ARL Weekly News – December 10, 2021
Grand Bay Mercury monitoring site concludes operations.
During the week of December 6, Paul Kelley and Xinrong Ren traveled to ARL’s Atmospheric Mercury Network (AMNet) site located at the Grand Bay National Estuarine Research Reserve (NERR) in Moss Point, MS to decommission the site. They tore down and recycled the 10-m aluminum scaffolding tower at the site and transported the equipment trailer there to ATDD for storage and later use. Winston Luke helped to coordinate the logistics of the trip, including the repair of the trailer to make it roadworthy. This concluded 15 years of measurements of atmospheric mercury, trace gases, and meteorological parameters at the site that helped our further understanding of the natural and anthropogenic processes of atmospheric mercury in this coastal environment in the Southeastern U.S.
Revised listing of SPEArTC – Tropical Cyclone best tracks.
As part of his climate research work, Dr. Howard Diamond had created a database of tropical cyclone best tracks for the southwest Pacific (from 135º East to 120º West and south of the equator) back in 2011 as part of his PhD studies (see Diamond et al 2012).

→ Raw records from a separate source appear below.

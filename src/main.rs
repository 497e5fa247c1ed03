//! Main entry point for kwik-resolver CLI

use anyhow::Context;
use clap::Parser;
use kwik_resolver::cli::args::VerbosityLevel;
use kwik_resolver::cli::{Args, OutputFormatter};
use kwik_resolver::KwikResolver;
use std::time::Instant;
use tracing::{debug, info};
use tracing_subscriber::{layer::SubscriberExt, util::SubscriberInitExt};

#[tokio::main]
async fn main() -> anyhow::Result<()> {
    // Parse command line arguments
    let args = Args::parse();

    // Initialize logging
    init_logging(args.verbosity_level())?;
    debug!("Starting kwik-resolver with args: {:?}", args);

    let formatter = OutputFormatter::new(args.verbosity_level()).with_json(args.json);

    let resolver = match KwikResolver::with_config(args.resolver_config()) {
        Ok(resolver) => resolver,
        Err(err) => {
            formatter.print_failure(&err)?;
            std::process::exit(1);
        }
    };

    let start_time = Instant::now();
    match resolver.resolve(&args.url).await {
        Ok(url) => {
            info!("Resolution completed successfully");
            formatter.print_resolved(&url, start_time.elapsed())?;
            Ok(())
        }
        Err(err) => {
            debug!("Resolution failed ({}): {:?}", err.kind(), err);
            formatter.print_failure(&err)?;
            std::process::exit(1);
        }
    }
}

/// Initialize logging system
///
/// Logs go to stderr so stdout only carries the result.
fn init_logging(verbosity: VerbosityLevel) -> anyhow::Result<()> {
    let filter = tracing_subscriber::EnvFilter::try_from_default_env()
        .unwrap_or_else(|_| tracing_subscriber::EnvFilter::new(verbosity.default_log_filter()));

    tracing_subscriber::registry()
        .with(filter)
        .with(
            tracing_subscriber::fmt::layer()
                .with_writer(std::io::stderr)
                .with_target(false)
                .compact(),
        )
        .try_init()
        .context("failed to install tracing subscriber")?;

    Ok(())
}
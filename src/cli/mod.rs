//! Command line interface

pub mod args;
pub mod output;

pub use args::Args;
pub use output::{OutputFormatter, ResolveResponse};
//! URL utilities for embed links and form actions

use crate::error::{ParseStage, ResolveError};
use url::Url;

/// Parse and validate a caller-supplied embed link
pub fn parse_embed_url(link: &str) -> Result<Url, ResolveError> {
    let trimmed = link.trim();
    if trimmed.is_empty() {
        return Err(ResolveError::InvalidUrl("Empty URL".to_string()));
    }

    let parsed =
        Url::parse(trimmed).map_err(|e| ResolveError::InvalidUrl(format!("{}: {}", trimmed, e)))?;

    match parsed.scheme() {
        "http" | "https" => {}
        scheme => {
            return Err(ResolveError::InvalidUrl(format!(
                "Unsupported scheme: {}",
                scheme
            )))
        }
    }

    if parsed.host_str().is_none() {
        return Err(ResolveError::InvalidUrl("Missing host".to_string()));
    }

    Ok(parsed)
}

/// Check if URL looks like a kwik embed page (`kwik.<tld>/e/<id>`)
pub fn is_embed_url(link: &str) -> bool {
    let Ok(parsed) = Url::parse(link) else {
        return false;
    };

    let on_kwik_host = parsed
        .host_str()
        .map(|host| host.trim_start_matches("www."))
        .is_some_and(|host| host.starts_with("kwik."));

    on_kwik_host
        && parsed
            .path()
            .strip_prefix("/e/")
            .is_some_and(|id| !id.is_empty())
}

/// Resolve a form action against the page it came from
///
/// Absolute actions are returned unchanged.
pub fn resolve_action_url(page: &Url, action: &str) -> Result<Url, ResolveError> {
    page.join(action).map_err(|_| ResolveError::Parse {
        stage: ParseStage::Form,
    })
}
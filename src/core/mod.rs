//! Core resolution pipeline

pub mod resolver;
pub mod session;

pub use resolver::*;
pub use session::*;
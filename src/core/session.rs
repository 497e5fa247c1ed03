//! Per-resolution session state

use crate::platform::page::extract_session_cookie;

/// Cookie captured from the embed page for one resolution
///
/// Created from the page response and dropped when the resolution ends.
#[derive(Debug, Clone, Default, PartialEq, Eq)]
pub struct Session {
    cookie: String,
}

impl Session {
    /// Capture the session cookie from raw `Set-Cookie` header values
    ///
    /// A missing cookie yields an empty session rather than an error.
    pub fn from_set_cookies<'a, I>(set_cookies: I) -> Self
    where
        I: IntoIterator<Item = &'a str>,
    {
        Self {
            cookie: extract_session_cookie(set_cookies).unwrap_or_default(),
        }
    }

    /// `Cookie` header value to echo back, possibly empty
    pub fn cookie(&self) -> &str {
        &self.cookie
    }

    /// Check if the page issued a session cookie
    pub fn has_cookie(&self) -> bool {
        !self.cookie.is_empty()
    }
}

#[cfg(test)]
mod tests {
    use super::*;

    #[test]
    fn test_session_from_set_cookies() {
        let session = Session::from_set_cookies([
            "XSRF-TOKEN=abc; path=/",
            "kwik_session=s3cr3t; path=/; httponly",
        ]);
        assert!(session.has_cookie());
        assert_eq!(session.cookie(), "kwik_session=s3cr3t");
    }

    #[test]
    fn test_session_without_cookie() {
        let session = Session::from_set_cookies(["XSRF-TOKEN=abc; path=/"]);
        assert!(!session.has_cookie());
        assert_eq!(session.cookie(), "");
        assert_eq!(session, Session::default());
    }
}
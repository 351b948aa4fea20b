// src/encode/haar/mod.rs

//! Haar wavelet decomposition and the quantizer that follows it.

pub mod quant;
pub mod transform;

pub use quant::{dequantize, quantize};
pub use transform::{forward, inverse, ll_dimensions};
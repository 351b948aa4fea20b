// src/image/quality.rs

//! Reconstruction quality metrics over 8-bit planes.

use crate::utils::error::{HaarRiceError, Result};
use crate::utils::matrix::Matrix;

fn check_shapes(a: &Matrix<u8>, b: &Matrix<u8>) -> Result<()> {
    if a.shape() != b.shape() || a.is_empty() {
        return Err(HaarRiceError::InvalidParameter(format!(
            "cannot compare {:?} with {:?}",
            a.shape(),
            b.shape()
        )));
    }
    Ok(())
}

pub fn mean_abs_diff(a: &Matrix<u8>, b: &Matrix<u8>) -> Result<f64> {
    check_shapes(a, b)?;
    let total: u64 = a
        .as_slice()
        .iter()
        .zip(b.as_slice())
        .map(|(&x, &y)| u64::from(x.abs_diff(y)))
        .sum();
    Ok(total as f64 / a.len() as f64)
}

pub fn mse(a: &Matrix<u8>, b: &Matrix<u8>) -> Result<f64> {
    check_shapes(a, b)?;
    let total: f64 = a
        .as_slice()
        .iter()
        .zip(b.as_slice())
        .map(|(&x, &y)| {
            let d = f64::from(x) - f64::from(y);
            d * d
        })
        .sum();
    Ok(total / a.len() as f64)
}

/// Peak signal-to-noise ratio in dB; infinite for identical planes.
pub fn psnr(a: &Matrix<u8>, b: &Matrix<u8>) -> Result<f64> {
    let mse = mse(a, b)?;
    if mse == 0.0 {
        return Ok(f64::INFINITY);
    }
    Ok(20.0 * (255.0 / mse.sqrt()).log10())
}
// src/utils/matrix.rs

//! Explicitly dimensioned, row-major, owned 2D buffers.
//!
//! Sample, coefficient and quantized planes are all `Matrix<T>` with a
//! different element type (`u8`, `f64`, `i32`). The shape travels with the
//! data so the transform and quantizer never have to infer it.

use crate::utils::error::{HaarRiceError, Result};
use std::ops::{Index, IndexMut};

/// A `height x width` grid stored row by row.
#[derive(Debug, Clone, PartialEq)]
pub struct Matrix<T> {
    height: usize,
    width: usize,
    data: Vec<T>,
}

impl<T: Copy + Default> Matrix<T> {
    /// Creates a matrix filled with `T::default()`.
    pub fn new(height: usize, width: usize) -> Self {
        Self::filled(height, width, T::default())
    }
}

impl<T: Copy> Matrix<T> {
    pub fn filled(height: usize, width: usize, value: T) -> Self {
        Self {
            height,
            width,
            data: vec![value; height * width],
        }
    }

    /// Wraps a row-major buffer. The buffer length must equal `height * width`.
    pub fn from_vec(height: usize, width: usize, data: Vec<T>) -> Result<Self> {
        if data.len() != height * width {
            return Err(HaarRiceError::SampleCount {
                expected: height * width,
                actual: data.len(),
            });
        }
        Ok(Self {
            height,
            width,
            data,
        })
    }

    /// Builds a matrix by evaluating `f(row, col)` for every cell.
    pub fn from_fn(height: usize, width: usize, mut f: impl FnMut(usize, usize) -> T) -> Self {
        let mut data = Vec::with_capacity(height * width);
        for row in 0..height {
            for col in 0..width {
                data.push(f(row, col));
            }
        }
        Self {
            height,
            width,
            data,
        }
    }

    #[inline]
    pub fn height(&self) -> usize {
        self.height
    }

    #[inline]
    pub fn width(&self) -> usize {
        self.width
    }

    /// `(height, width)`
    #[inline]
    pub fn shape(&self) -> (usize, usize) {
        (self.height, self.width)
    }

    #[inline]
    pub fn len(&self) -> usize {
        self.data.len()
    }

    #[inline]
    pub fn is_empty(&self) -> bool {
        self.data.is_empty()
    }

    #[inline]
    pub fn get(&self, row: usize, col: usize) -> Option<T> {
        if row < self.height && col < self.width {
            Some(self.data[row * self.width + col])
        } else {
            None
        }
    }

    #[inline]
    pub fn row(&self, row: usize) -> &[T] {
        let start = row * self.width;
        &self.data[start..start + self.width]
    }

    #[inline]
    pub fn row_mut(&mut self, row: usize) -> &mut [T] {
        let start = row * self.width;
        &mut self.data[start..start + self.width]
    }

    /// Row-major view of every cell.
    #[inline]
    pub fn as_slice(&self) -> &[T] {
        &self.data
    }

    #[inline]
    pub fn as_mut_slice(&mut self) -> &mut [T] {
        &mut self.data
    }

    /// Applies `f` to every cell, keeping the shape.
    pub fn map<U: Copy>(&self, f: impl FnMut(T) -> U) -> Matrix<U> {
        Matrix {
            height: self.height,
            width: self.width,
            data: self.data.iter().copied().map(f).collect(),
        }
    }
}

impl<T> Index<(usize, usize)> for Matrix<T> {
    type Output = T;

    #[inline]
    fn index(&self, (row, col): (usize, usize)) -> &T {
        debug_assert!(row < self.height && col < self.width);
        &self.data[row * self.width + col]
    }
}

impl<T> IndexMut<(usize, usize)> for Matrix<T> {
    #[inline]
    fn index_mut(&mut self, (row, col): (usize, usize)) -> &mut T {
        debug_assert!(row < self.height && col < self.width);
        &mut self.data[row * self.width + col]
    }
}
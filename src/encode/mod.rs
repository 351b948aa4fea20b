pub mod bitstream;
pub mod haar;
pub mod rice;

// Re-export commonly used encoding functionality
pub use bitstream::{BitReader, BitWriter, Exhausted};
pub use rice::{EncodedBlock, decode_block, encode_block};

// Re-export error types for convenience
pub use crate::utils::error::{HaarRiceError, Result};
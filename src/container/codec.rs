// src/container/codec.rs

//! Per-channel pipeline and container framing.
//!
//! Encode: samples -> Haar forward -> quantize -> row-major blocks -> Rice.
//! Each channel payload is written as a 32-bit length plus its bytes, in
//! channel order (Y, or Y/Cb/Cr). Decode runs the same steps backwards.

use super::header::{HEADER_LEN, Header, SUPPORTED_CHANNELS, VERSION};
use crate::encode::haar::quant::{check_step, dequantize, quantize};
use crate::encode::haar::transform::{self, check_dimensions};
use crate::encode::rice;
use crate::utils::error::{HaarRiceError, Result};
use crate::utils::matrix::Matrix;
use byteorder::{BigEndian, ByteOrder, WriteBytesExt};
use log::{debug, info};

#[cfg(feature = "rayon")]
use rayon::prelude::*;

/// Width of the length field in front of each channel payload.
pub const PAYLOAD_LEN_BYTES: usize = 4;

const CHANNEL_NAMES: [&str; 3] = ["Y", "Cb", "Cr"];

/// Encoder settings stored in the container header.
#[derive(Debug, Clone, Copy, PartialEq)]
pub struct CompressParams {
    /// Number of wavelet decompositions.
    pub levels: u8,
    /// Uniform quantization step for the detail bands.
    pub qstep: f32,
    /// Values per Rice block.
    pub block_size: u32,
}

impl Default for CompressParams {
    fn default() -> Self {
        Self {
            levels: 1,
            qstep: 10.0,
            block_size: 32,
        }
    }
}

impl CompressParams {
    pub fn validate(&self) -> Result<()> {
        check_step(self.qstep)?;
        if self.block_size == 0 {
            return Err(HaarRiceError::InvalidParameter(
                "block size must be positive".to_string(),
            ));
        }
        Ok(())
    }
}

fn channel_name(index: usize) -> &'static str {
    CHANNEL_NAMES.get(index).copied().unwrap_or("?")
}

fn encode_channel(index: usize, plane: &Matrix<u8>, params: &CompressParams) -> Result<Vec<u8>> {
    let coefs = transform::forward(&plane.map(f64::from), params.levels)?;
    let q = quantize(&coefs, params.qstep, params.levels)?;
    let payload = rice::encode_blocks(q.as_slice(), params.block_size as usize)?;
    debug!(
        "channel {}: {} samples -> {} payload bytes ({} blocks)",
        channel_name(index),
        q.len(),
        payload.len(),
        q.len().div_ceil(params.block_size as usize)
    );
    Ok(payload)
}

fn decode_channel(index: usize, payload: &[u8], header: &Header) -> Result<Matrix<u8>> {
    let blocks = rice::decode_blocks(payload)?;
    let block_count = blocks.len();
    let samples: Vec<i32> = blocks.into_iter().flatten().collect();

    let expected = header.samples_per_channel();
    if samples.len() != expected {
        return Err(HaarRiceError::SampleCount {
            expected,
            actual: samples.len(),
        });
    }
    debug!(
        "channel {}: {} payload bytes -> {} blocks",
        channel_name(index),
        payload.len(),
        block_count
    );

    let q = Matrix::from_vec(header.height as usize, header.width as usize, samples)?;
    let coefs = dequantize(&q, header.qstep, header.levels)?;
    let rec = transform::inverse(&coefs, header.levels)?;
    Ok(rec.map(|v| v.round_ties_even().clamp(0.0, 255.0) as u8))
}

#[cfg(not(feature = "rayon"))]
fn encode_channels(planes: &[Matrix<u8>], params: &CompressParams) -> Result<Vec<Vec<u8>>> {
    planes
        .iter()
        .enumerate()
        .map(|(i, plane)| encode_channel(i, plane, params))
        .collect()
}

#[cfg(feature = "rayon")]
fn encode_channels(planes: &[Matrix<u8>], params: &CompressParams) -> Result<Vec<Vec<u8>>> {
    planes
        .par_iter()
        .enumerate()
        .map(|(i, plane)| encode_channel(i, plane, params))
        .collect()
}

#[cfg(not(feature = "rayon"))]
fn decode_channels(payloads: &[&[u8]], header: &Header) -> Result<Vec<Matrix<u8>>> {
    payloads
        .iter()
        .enumerate()
        .map(|(i, payload)| decode_channel(i, payload, header))
        .collect()
}

#[cfg(feature = "rayon")]
fn decode_channels(payloads: &[&[u8]], header: &Header) -> Result<Vec<Matrix<u8>>> {
    payloads
        .par_iter()
        .enumerate()
        .map(|(i, payload)| decode_channel(i, payload, header))
        .collect()
}

/// Compresses one (grayscale) or three (Y, Cb, Cr) equally sized planes.
pub fn compress(planes: &[Matrix<u8>], params: &CompressParams) -> Result<Vec<u8>> {
    params.validate()?;
    let channels = u8::try_from(planes.len())
        .ok()
        .filter(|c| SUPPORTED_CHANNELS.contains(c))
        .ok_or(HaarRiceError::UnsupportedChannelCount(planes.len()))?;

    let (h, w) = planes[0].shape();
    if let Some(plane) = planes.iter().find(|p| p.shape() != (h, w)) {
        return Err(HaarRiceError::InvalidParameter(format!(
            "channel shapes differ: {}x{} vs {}x{}",
            h,
            w,
            plane.height(),
            plane.width()
        )));
    }
    check_dimensions(h, w, params.levels)?;

    let dim = |v: usize| {
        u32::try_from(v).map_err(|_| {
            HaarRiceError::InvalidParameter(format!("dimension {} exceeds 32 bits", v))
        })
    };
    let header = Header {
        version: VERSION,
        height: dim(h)?,
        width: dim(w)?,
        levels: params.levels,
        channels,
        qstep: params.qstep,
        block_size: params.block_size,
    };

    let payloads = encode_channels(planes, params)?;

    let body: usize = payloads.iter().map(|p| PAYLOAD_LEN_BYTES + p.len()).sum();
    let mut out = Vec::with_capacity(HEADER_LEN + body);
    header.write_to(&mut out)?;
    for payload in &payloads {
        let len = u32::try_from(payload.len()).map_err(|_| {
            HaarRiceError::InvalidParameter(format!(
                "channel payload of {} bytes exceeds the 32-bit length field",
                payload.len()
            ))
        })?;
        out.write_u32::<BigEndian>(len)?;
        out.extend_from_slice(payload);
    }

    info!(
        "compressed {}x{}x{} (levels={}, qstep={}, block_size={}) into {} bytes",
        h,
        w,
        channels,
        params.levels,
        params.qstep,
        params.block_size,
        out.len()
    );
    Ok(out)
}

/// Decodes a container back into its planes, in channel order.
pub fn decompress(bytes: &[u8]) -> Result<Vec<Matrix<u8>>> {
    let header = Header::parse(bytes)?;

    let mut pos = HEADER_LEN;
    let mut payloads = Vec::with_capacity(header.channels as usize);
    for _ in 0..header.channels {
        let available = bytes.len() - pos;
        if available < PAYLOAD_LEN_BYTES {
            return Err(HaarRiceError::Truncated {
                context: "payload length",
                needed: PAYLOAD_LEN_BYTES,
                available,
            });
        }
        let len = BigEndian::read_u32(&bytes[pos..]) as usize;
        pos += PAYLOAD_LEN_BYTES;

        let available = bytes.len() - pos;
        if len > available {
            return Err(HaarRiceError::Truncated {
                context: "channel payload",
                needed: len,
                available,
            });
        }
        payloads.push(&bytes[pos..pos + len]);
        pos += len;
    }
    if pos != bytes.len() {
        return Err(HaarRiceError::TrailingData(bytes.len() - pos));
    }

    let planes = decode_channels(&payloads, &header)?;
    info!(
        "decompressed {} bytes into {}x{}x{}",
        bytes.len(),
        header.height,
        header.width,
        header.channels
    );
    Ok(planes)
}
//! # Haar/Rice Image Codec
//!
//! A lossy still-image compressor: a multilevel 2D Haar wavelet transform,
//! uniform scalar quantization that keeps the LL band lossless, and an
//! adaptive Rice coder, wrapped in a small self-describing container.
//!
//! This library is organized into several modules:
//! - `utils`: Error type and the row-major `Matrix` buffer
//! - `encode`: Bit stream, Rice coder, Haar transform and quantizer
//! - `container`: Header framing and the per-channel pipeline
//! - `image`: Colour conversion, image file I/O, demo picture and metrics
//!
//! ```no_run
//! use haar_rice::{CompressParams, Matrix, compress, decompress};
//!
//! let plane = Matrix::from_fn(8, 8, |r, c| (r * 8 + c) as u8);
//! let container = compress(&[plane], &CompressParams::default())?;
//! let planes = decompress(&container)?;
//! assert_eq!(planes[0].shape(), (8, 8));
//! # Ok::<(), haar_rice::HaarRiceError>(())
//! ```

// Re-export commonly used types at the crate root
pub use utils::error::{HaarRiceError, Result};
pub use utils::matrix::Matrix;

pub mod utils {
    pub mod error;
    pub mod matrix;
}

pub mod encode;

pub mod container;

pub mod image {
    pub mod color;
    pub mod io;
    pub mod quality;
    pub mod synthetic;

    pub use self::io::{ColorMode, compress_image, decompress_image, load_planes, save_planes};
}

// Public API exports
pub use crate::container::{CompressParams, Header, compress, decompress};

// Constants
pub use crate::container::header::{MAGIC as HR_MAGIC, VERSION as FORMAT_VERSION};
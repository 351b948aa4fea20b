use haar_rice::image::color::rgb_to_ycbcr_planes;
use haar_rice::image::quality::{mean_abs_diff, psnr};
use haar_rice::image::synthetic::synthetic_rgb;
use haar_rice::image::{ColorMode, compress_image, decompress_image, load_planes, save_planes};
use haar_rice::{CompressParams, HaarRiceError, Header, Matrix, compress, decompress};
use image::{DynamicImage, GrayImage, Luma};

/// 8x8 row-major gradient 0..63 through the grayscale path
#[test]
fn test_small_gradient_round_trip() {
    let img = Matrix::from_vec(8, 8, (0u8..64).collect()).unwrap();
    let params = CompressParams {
        levels: 1,
        qstep: 5.0,
        block_size: 16,
    };

    let container = compress(std::slice::from_ref(&img), &params).unwrap();
    let rec = decompress(&container).unwrap();

    assert_eq!(rec.len(), 1);
    assert_eq!(rec[0].shape(), img.shape());
    let mad = mean_abs_diff(&img, &rec[0]).unwrap();
    assert!(mad < 10.0, "mean absolute difference {}", mad);
}

/// 256x256 synthetic colour image, luma/chroma path
#[test]
fn test_synthetic_rgb_round_trip() {
    let src = synthetic_rgb(256, 256);
    let raw_size = src.as_raw().len();
    let params = CompressParams {
        levels: 1,
        qstep: 10.0,
        block_size: 32,
    };

    let container =
        compress_image(&DynamicImage::ImageRgb8(src.clone()), ColorMode::Color, &params).unwrap();
    assert!(
        container.len() < raw_size,
        "container {} bytes is not smaller than raw {} bytes",
        container.len(),
        raw_size
    );

    let header = Header::parse(&container).unwrap();
    assert_eq!(header.channels, 3);
    assert_eq!((header.height, header.width), (256, 256));

    let rec = decompress_image(&container).unwrap();
    let DynamicImage::ImageRgb8(rec) = rec else {
        panic!("expected an RGB image");
    };
    assert_eq!(rec.dimensions(), src.dimensions());

    let [y_src, _, _] = rgb_to_ycbcr_planes(&src);
    let [y_rec, _, _] = rgb_to_ycbcr_planes(&rec);
    let db = psnr(&y_src, &y_rec).unwrap();
    assert!(db > 25.0, "luma PSNR {:.2} dB", db);
}

#[test]
fn test_more_levels_still_round_trip() {
    let img = Matrix::from_fn(32, 64, |r, c| ((r * 3 + c * 2) % 256) as u8);
    for levels in 0..=5u8 {
        for &block_size in &[1u32, 7, 32, 4096] {
            let params = CompressParams {
                levels,
                qstep: 1.0,
                block_size,
            };
            let container = compress(std::slice::from_ref(&img), &params).unwrap();
            let rec = decompress(&container).unwrap();
            assert_eq!(rec[0].shape(), (32, 64));
            let mad = mean_abs_diff(&img, &rec[0]).unwrap();
            assert!(mad < 3.0, "levels={} block_size={} mad={}", levels, block_size, mad);
        }
    }
}

#[test]
fn test_malformed_headers() {
    for len in [0usize, 1, 4, 22] {
        let buf = vec![0u8; len];
        assert!(
            matches!(decompress(&buf), Err(HaarRiceError::Truncated { .. })),
            "length {}",
            len
        );
    }

    let img = Matrix::filled(4, 4, 50u8);
    let mut container = compress(&[img], &CompressParams::default()).unwrap();
    container[..4].copy_from_slice(b"JPEG");
    assert!(matches!(
        decompress(&container),
        Err(HaarRiceError::InvalidMagic { .. })
    ));
}

#[test]
fn test_corrupted_payload_is_rejected() {
    use haar_rice::container::HEADER_LEN;

    let img = Matrix::from_fn(16, 16, |r, c| (r * 16 + c) as u8);
    let container = compress(&[img], &CompressParams::default()).unwrap();

    // Drop the last bit of the first block, keeping the framing consistent.
    let mut forged = container.clone();
    let block_len_at = HEADER_LEN + 4;
    let field = |buf: &[u8], at: usize| u32::from_be_bytes(buf[at..at + 4].try_into().unwrap());
    let bits = field(&forged, block_len_at);
    forged[block_len_at..block_len_at + 4].copy_from_slice(&(bits - 1).to_be_bytes());
    if (bits - 1).div_ceil(8) < bits.div_ceil(8) {
        forged.remove(block_len_at + 4 + (bits - 1).div_ceil(8) as usize);
        let payload_len = field(&forged, HEADER_LEN);
        forged[HEADER_LEN..HEADER_LEN + 4].copy_from_slice(&(payload_len - 1).to_be_bytes());
    }

    assert!(matches!(
        decompress(&forged),
        Err(HaarRiceError::SampleCount {
            expected: 256,
            actual: 255
        })
    ));
}

#[test]
fn test_file_round_trip() {
    let dir = tempfile::tempdir().unwrap();
    let src_path = dir.path().join("input.png");
    let out_path = dir.path().join("output.png");
    let hr_path = dir.path().join("image.hr");

    let gray = GrayImage::from_fn(32, 32, |x, y| Luma([((x * 7 + y * 5) % 256) as u8]));
    gray.save(&src_path).unwrap();

    let planes = load_planes(&src_path, ColorMode::Gray).unwrap();
    let container = compress(&planes, &CompressParams::default()).unwrap();
    std::fs::write(&hr_path, &container).unwrap();

    let read_back = std::fs::read(&hr_path).unwrap();
    let decoded = decompress(&read_back).unwrap();
    save_planes(&decoded, &out_path).unwrap();

    let reloaded = image::open(&out_path).unwrap().to_luma8();
    assert_eq!(reloaded.dimensions(), (32, 32));
    assert_eq!(reloaded.as_raw(), decoded[0].as_slice());
}

#[test]
fn test_missing_file() {
    let dir = tempfile::tempdir().unwrap();
    let missing = dir.path().join("nope.png");
    assert!(matches!(
        load_planes(&missing, ColorMode::Color),
        Err(HaarRiceError::Image(_))
    ));
}
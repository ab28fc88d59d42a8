use nfa_graph::StateId;

use super::patch::EdgeList;

/// A partially built sub-graph: a single entry state plus every edge
/// downstream of it that has no successor yet.
#[derive(Debug, PartialEq, Eq)]
pub struct Fragment {
    pub entry: StateId,
    pub dangling: EdgeList,
}

impl Fragment {
    pub fn new(entry: StateId, dangling: EdgeList) -> Self {
        Self { entry, dangling }
    }
}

The database is called the Southwest Pacific Enhanced Archive of Tropical Cyclones (SPEArTC) and is publicly available (via free registration) at http://apdrc.soest.hawaii.edu/projects/speartc/register.php. Since then he has continued to update that database on an annual basis and just recently completed this year’s update on December 6th. This year’s database includes 8 new tropical cyclone strength storms (per the Australian TC Intensity scale) and 3 tropical storm strength storms, plus a few corrections from past seasons. A plot of the tracks from the recent 2020/21 season is below and information on the update was sent to the nearly 350 registered users of the database; the users are mostly in the southwest Pacific region, but there are many global users of the database. One NOAA application is that this database is used by the NWS Forecast Office in Pago Pago, American Samoa, to help in producing an annual Tropical Cyclone outlook for the Tropical Cyclone season in American Samoa that runs from November 1st to April 30th.
Reference: Diamond, H.J., A.M. Lorrey, K.R. Knapp, and D.H. Levinson. 2012. Development of an enhanced tropical cyclone tracks database for the southwest Pacific from 1840-2011. International Journal of Climatology, 32: 2240–2250. DOI:10.1002/joc.2412.